MCP Token Security: Why Your Clients Shouldn’t Hold OAuth Tokens

MCP Token Security: Why Your Clients Shouldn’t Hold OAuth Tokens

Series: Enabling MCP at Enterprise Scale — Post 4 of 10

Most teams securing MCP focus on who can connect and which tools they can call. That’s the right instinct. But there’s a related MCP token security problem that gets less attention: what happens to the OAuth token after the client authenticates.

In the best case situation the MCP server holds on to the OAuth access token, and worst the client gets the OAuth access token and uses it directly. That works. It also creates a security boundary most teams don’t think about until something goes wrong.

The Problem With Clients Holding Raw Model Context Protocol (MCP) OAuth Tokens

When an MCP client holds a raw OAuth access token, it has a usable credential — not just for MCP tool calls, but for anything that token permits against the underlying service. In that sense, MCP security is the set of safeguards applied to the Model Context Protocol to protect sensitive systems from data leaks, remote code execution, and other misuse.

Think about what that means. Your MCP client authenticates to HubSpot and gets an OAuth token scoped to read and write contacts. The client uses it to call MCP tools. But that same token can also call the HubSpot API directly — outside of MCP, outside of your audit logs, outside of any business logic and access controls you’ve put in place at the MCP layer. The token should define a trust boundary, so the AI agent submits requests to the MCP server and can never interact directly with enterprise databases or other external systems.

If the client is compromised, the attacker doesn’t just have access to your MCP tools. They have a working HubSpot credential, which can enable unauthorized actions outside MCP controls.

There are four specific MCP token security risks worth naming; for a broader view of top MCP security risks and best practices, it helps to zoom out to the full protocol surface:

Token exfiltration. A compromised MCP client — whether that’s a rogue agent, a vulnerable dependency, or something more deliberate — can extract the OAuth token and use it elsewhere. Your MCP audit logs won’t show anything, because the token is being used outside of MCP, which is one of the emerging MCP security risks leaders must plan for.

Scope overreach. MCP OAuth tokens are often scoped more broadly than any single MCP tool needs. A token that grants read/write access to your CRM gets issued to a client that only needs to run a read query. The extra permissions sit there unused — until they’re not.

Revocation gaps. If you revoke access at the MCP layer — remove a user from a registry, disable a server — the underlying OAuth token may still be valid. You’ve closed the MCP door but left the window open.

Audit blind spots. Token usage that happens outside of MCP doesn’t appear in your MCP audit logs. If something goes wrong, your investigation starts with incomplete data.

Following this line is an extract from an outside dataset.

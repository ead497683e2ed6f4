//! Statistical inference for fitted coefficients.

mod coefficient;

pub use coefficient::CoefficientInference;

What MCP Token Brokering Solves for Malicious MCP Server Risks

The idea behind MCP token brokering is simple: the control plane (the centralized layer that manages MCP traffic and credentials) holds the real OAuth tokens, and clients never see them.

Instead of issuing a raw OAuth token to the MCP client, the control plane handles token issuance for its own scoped token — an Obot token, in our case — while keeping the real credentials in a secure vault and exchanging them only when needed for a third-party API call. The client uses that token to make MCP tool calls. When a tool call arrives at the control plane, it validates the Obot token, validates any upstream token from the identity provider, retrieves the corresponding OAuth token internally, and ensures downstream tokens are meant for the target server by checking audience or resource indicators before using them to call the MCP server. The raw OAuth credential never leaves the control plane, and short-lived credentials tied to specific scopes reduce replay value if stolen. Access tokens and refresh tokens should be treated as secrets and never exposed in logs or UI surfaces. High-value secrets such as API keys and cloud credentials should stay in a password vault as well.

Here’s what changes:

Before: MCP client authenticates → receives OAuth access token → uses it directly for tool calls → token can also be used against the underlying API directly.

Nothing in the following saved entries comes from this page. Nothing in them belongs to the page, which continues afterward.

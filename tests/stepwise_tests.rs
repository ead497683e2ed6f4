//! Bidirectional stepwise selection tests.

mod common;

use approx::assert_relative_eq;
use common::ScriptedFitter;
use stepwise_rs::prelude::*;

fn scripted(fitter: &ScriptedFitter, names: &[&str], initial: &[&str]) -> Selection<common::ScriptedModel> {
    let data = common::placeholder(names);
    StepwiseSelector::builder()
        .initial_list(initial)
        .verbose(false)
        .build()
        .select_with(fitter, &data, "y")
        .unwrap()
}

fn moves(selection: &Selection<common::ScriptedModel>) -> Vec<(StepAction, &str)> {
    selection
        .steps
        .iter()
        .map(|s| (s.action, s.variable.as_str()))
        .collect()
}

// ============================================================================
// OLS-backed scenarios
// ============================================================================

#[test]
fn test_from_empty_keeps_only_strong_predictor() {
    let data = common::borderline();
    let selection = stepwise_selection_both(&data, "y", None, 0.01, 0.05, false).unwrap();

    // x3 would lower AIC but its p-value (about 0.03) misses threshold_in
    assert_eq!(selection.selected, vec!["x1"]);
    assert_eq!(selection.steps.len(), 1);
    assert!(selection.steps[0].p_value < 1e-10);
}

#[test]
fn test_initial_model_keeps_borderline_predictor() {
    let data = common::borderline();
    let selection =
        stepwise_selection_both(&data, "y", Some(&["x1", "x3"][..]), 0.01, 0.05, false).unwrap();

    // removing x3 would raise AIC, so its p-value never matters
    assert_eq!(selection.selected, vec!["x1", "x3"]);
    assert!(selection.steps.is_empty());
}

#[test]
fn test_initial_noise_predictor_is_removed() {
    let data = common::signal_and_noise();
    let selection =
        stepwise_selection_both(&data, "y", Some(&["x2"][..]), 0.01, 0.05, false).unwrap();

    assert_eq!(selection.selected, vec!["x1"]);
    assert_eq!(selection.model.formula().predictors(), ["x1"]);
}

#[test]
fn test_aic_never_increases() {
    for seed in [11, 12, 13] {
        let data = common::mixed(seed);
        let start = OlsFitter::default()
            .fit(&data, &Formula::intercept_only("y"))
            .unwrap();

        let selection = stepwise_selection_both(&data, "y", None, 0.01, 0.05, false).unwrap();

        let mut previous = start.aic();
        for step in &selection.steps {
            assert!(step.aic < previous);
            previous = step.aic;
        }
        assert_relative_eq!(selection.model.aic(), previous);

        let mut names = selection.selected.clone();
        names.sort();
        names.dedup();
        assert_eq!(names.len(), selection.selected.len());
        for name in ["x1", "x2", "x3"] {
            assert!(selection.selected.iter().any(|s| s == name));
        }
    }
}

#[test]
fn test_cached_fitter_gives_same_result() {
    let data = common::mixed(31);
    let selector = StepwiseSelector::builder().verbose(false).build();

    let plain = selector.select(&data, "y").unwrap();
    let fitter = CachedFitter::new(OlsFitter::default());
    let cached = selector.select_with(&fitter, &data, "y").unwrap();

    assert_eq!(plain.selected, cached.selected);
    assert_eq!(plain.steps, cached.steps);
    assert!(fitter.hits() > 0);
    assert_eq!(fitter.misses(), fitter.len());
}

#[test]
fn test_invalid_thresholds() {
    let data = common::signal_and_noise();
    let err = stepwise_selection_both(&data, "y", None, 0.0, 0.05, false).unwrap_err();
    assert!(matches!(
        err,
        SelectionError::Options(OptionsError::InvalidThreshold { name: "threshold_in", .. })
    ));
}

// ============================================================================
// Scripted models
// ============================================================================

#[test]
fn test_removed_variable_can_return() {
    let fitter = ScriptedFitter::new()
        .aic(&["a"], 100.0)
        .aic(&[], 90.0)
        .aic(&["b"], 80.0)
        .aic(&["a", "b"], 70.0)
        .p_value(&["a"], "a", 0.3)
        .p_value(&["a", "b"], "b", 0.2)
        .p_value(&["b"], "b", 0.001)
        .p_value(&["a", "b"], "a", 0.001);

    let selection = scripted(&fitter, &["y", "a", "b"], &["a"]);

    assert_eq!(
        moves(&selection),
        vec![
            (StepAction::Remove, "a"),
            (StepAction::Include, "b"),
            (StepAction::Include, "a"),
        ]
    );
    assert_eq!(selection.selected, vec!["b", "a"]);
    assert_relative_eq!(selection.model.aic(), 70.0);
}

#[test]
fn test_larger_aic_drop_wins() {
    let fitter = ScriptedFitter::new()
        .aic(&["a"], 100.0)
        .aic(&["a", "b"], 90.0)
        .aic(&[], 85.0)
        .aic(&["b"], 95.0)
        .p_value(&["a", "b"], "b", 0.001)
        .p_value(&["a"], "a", 0.3);

    let selection = scripted(&fitter, &["y", "a", "b"], &["a"]);

    assert_eq!(moves(&selection), vec![(StepAction::Remove, "a")]);
    assert!(selection.selected.is_empty());
    assert!(selection.model.formula().is_intercept_only());
}

#[test]
fn test_equal_aic_drop_favours_inclusion() {
    let fitter = ScriptedFitter::new()
        .aic(&["a"], 100.0)
        .aic(&["a", "b"], 90.0)
        .aic(&[], 90.0)
        .p_value(&["a", "b"], "b", 0.001)
        .p_value(&["a"], "a", 0.3);

    let selection = scripted(&fitter, &["y", "a", "b"], &["a"]);

    assert_eq!(moves(&selection), vec![(StepAction::Include, "b")]);
    assert_eq!(selection.selected, vec!["a", "b"]);
}

#[test]
fn test_inclusion_needs_p_value_below_threshold() {
    let fitter = ScriptedFitter::new()
        .aic(&[], 100.0)
        .aic(&["a"], 50.0)
        .p_value(&["a"], "a", 0.01);

    // p-value equal to threshold_in does not qualify
    let selection = scripted(&fitter, &["y", "a"], &[]);
    assert!(selection.selected.is_empty());
    assert!(selection.steps.is_empty());
}

#[test]
fn test_removal_needs_p_value_above_threshold() {
    let fitter = ScriptedFitter::new()
        .aic(&["a"], 100.0)
        .aic(&[], 50.0)
        .p_value(&["a"], "a", 0.05);

    let selection = scripted(&fitter, &["y", "a"], &["a"]);
    assert_eq!(selection.selected, vec!["a"]);
}

#[test]
fn test_missing_removal_p_value_counts_as_zero() {
    let fitter = ScriptedFitter::new()
        .aic(&["a"], 100.0)
        .aic(&[], 50.0)
        .hide_p_value(&["a"], "a");

    let selection = scripted(&fitter, &["y", "a"], &["a"]);
    assert_eq!(selection.selected, vec!["a"]);
    assert!(selection.steps.is_empty());
}

#[test]
fn test_removal_p_value_comes_from_current_model() {
    // in the reduced model the removed term is absent; the step records
    // the p-value the current model reported
    let fitter = ScriptedFitter::new()
        .aic(&["a", "b"], 100.0)
        .aic(&["b"], 80.0)
        .aic(&["a"], 95.0)
        .p_value(&["a", "b"], "a", 0.4)
        .p_value(&["a", "b"], "b", 0.001)
        .p_value(&["b"], "b", 0.001);

    let selection = scripted(&fitter, &["y", "a", "b"], &["a", "b"]);

    assert_eq!(moves(&selection), vec![(StepAction::Remove, "a")]);
    assert_relative_eq!(selection.steps[0].p_value, 0.4);
    assert_eq!(selection.selected, vec!["b"]);
}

After: MCP client authenticates → receives control plane token → uses it for tool calls → control plane exchanges internally for OAuth token → raw token stays inside the control plane. The control plane can also enforce TLS trust to the MCP server with certificate pinning or mutual TLS so clients reach only authorized servers. This model also works cleanly with an external authorization server such as Keycloak for delegated auth, MFA, and SSO.

The client ends up with a token that’s only useful for MCP tool calls through the control plane. It can’t be used to hit the underlying API directly. If it’s exfiltrated, it’s useless outside of the controlled environment.

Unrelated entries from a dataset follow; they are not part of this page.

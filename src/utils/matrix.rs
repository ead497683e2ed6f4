//! Matrix helpers shared by the solvers.

use faer::{Col, Mat};

/// Flag columns whose values all lie within `tolerance` of the first row.
///
/// With no rows every column counts as constant.
pub fn detect_constant_columns(x: &Mat<f64>, tolerance: f64) -> Vec<bool> {
    (0..x.ncols())
        .map(|j| {
            x.nrows() == 0 || (1..x.nrows()).all(|i| (x[(i, j)] - x[(0, j)]).abs() < tolerance)
        })
        .collect()
}

/// Subtract each column's mean. Returns the centred matrix and the means.
pub fn center_columns(x: &Mat<f64>) -> (Mat<f64>, Col<f64>) {
    let n = x.nrows() as f64;
    let means = Col::from_fn(x.ncols(), |j| {
        (0..x.nrows()).map(|i| x[(i, j)]).sum::<f64>() / n
    });
    let centered = Mat::from_fn(x.nrows(), x.ncols(), |i, j| x[(i, j)] - means[j]);
    (centered, means)
}

/// Subtract the mean. Returns the centred vector and the mean.
pub fn center_vector(y: &Col<f64>) -> (Col<f64>, f64) {
    let mean = y.iter().sum::<f64>() / y.nrows() as f64;
    (Col::from_fn(y.nrows(), |i| y[i] - mean), mean)
}

#[cfg(test)]
mod tests {
    use super::*;

    #[test]
    fn test_detect_constant_columns() {
        let x = Mat::from_fn(5, 3, |i, j| match j {
            0 => 1.0,
            1 => i as f64,
            _ => 1.0 + 1e-12 * i as f64,
        });

        assert_eq!(detect_constant_columns(&x, 1e-10), vec![true, false, true]);
        assert_eq!(detect_constant_columns(&x, 1e-14), vec![true, false, false]);
    }

    #[test]
    fn test_detect_constant_columns_no_rows() {
        let x = Mat::<f64>::zeros(0, 2);
        assert_eq!(detect_constant_columns(&x, 1e-10), vec![true, true]);
    }

    #[test]
    fn test_center_columns() {
        let x = Mat::from_fn(4, 2, |i, j| (i + 1) as f64 * if j == 0 { 1.0 } else { 10.0 });
        let (centered, means) = center_columns(&x);

        assert!((means[0] - 2.5).abs() < 1e-12);
        assert!((means[1] - 25.0).abs() < 1e-12);
        for j in 0..2 {
            let sum: f64 = (0..4).map(|i| centered[(i, j)]).sum();
            assert!(sum.abs() < 1e-12);
        }
    }

    #[test]
    fn test_center_vector() {
        let y = Col::from_fn(4, |i| (i + 1) as f64);
        let (centered, mean) = center_vector(&y);
        assert!((mean - 2.5).abs() < 1e-12);
        assert!((centered[0] + 1.5).abs() < 1e-12);
    }
}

This could also be handled per MCP server, but then you have distributed token stores in your organization introducing other challenges and a weaker security posture from secret sprawl across server implementation boundaries.

What This Looks Like in Practice

From the client’s perspective, the flow doesn’t change much. In a client server architecture, the MCP host is the environment where the MCP client acts inside an AI assistant or other AI application, and it communicates with lightweight MCP servers that expose capabilities over the protocol for seamless integration between AI models, external systems, external services, and external data sources. It still authenticates, gets a token, and makes tool calls with it, following the same high-level MCP authentication flows and security best practices. The difference is what the token actually is and where the real credential lives.

That fits cleanly because MCP operates through standardized request and response rules for capabilities, message handling, and results, with client-server behavior that also supports API calls through the host app while keeping tool access mediated.

This is the same architectural shift that enterprise API gateways made years ago — moving credentials out of clients and into a centralized control plane, much like a modern MCP gateway that centralizes routing and security. MCP token brokering applies that same pattern to the AI tool layer.

A few things this enables that weren’t possible before:

Tighter revocation. Revoke the control plane token and access ends immediately — across all MCP servers, for all tools. The underlying OAuth token is never exposed, so there’s nothing left to clean up elsewhere, especially when enforced through a centralized MCP proxy for security and observability.

Scope isolation. The control plane requests OAuth tokens scoped to exactly what each MCP server needs, regardless of what the client asked for. The client’s token is scoped to its MCP access. The OAuth token is scoped to the specific service. They’re separate. Minimal scopes should map directly to tool descriptions or schemas, not broad service-wide permissions, which aligns with fine-grained MCP access control beyond server-level permissions. Scope checks should be enforced on every incoming request and at tool execution so any tool invocation outside the token’s allowed scopes is rejected.

Complete audit coverage. Because all tool calls go through the control plane, every credential use is logged — including the exchange between the Obot token and the underlying OAuth token. Tool registration events are also logged, which enables auditing each MCP request and gives security teams more data to review and act upon, and helps answer the kinds of MCP enterprise security questions your security team will ask. For a detailed look at how audit logging works in Obot, including role-based access to logs, see our security guide. There are no blind spots.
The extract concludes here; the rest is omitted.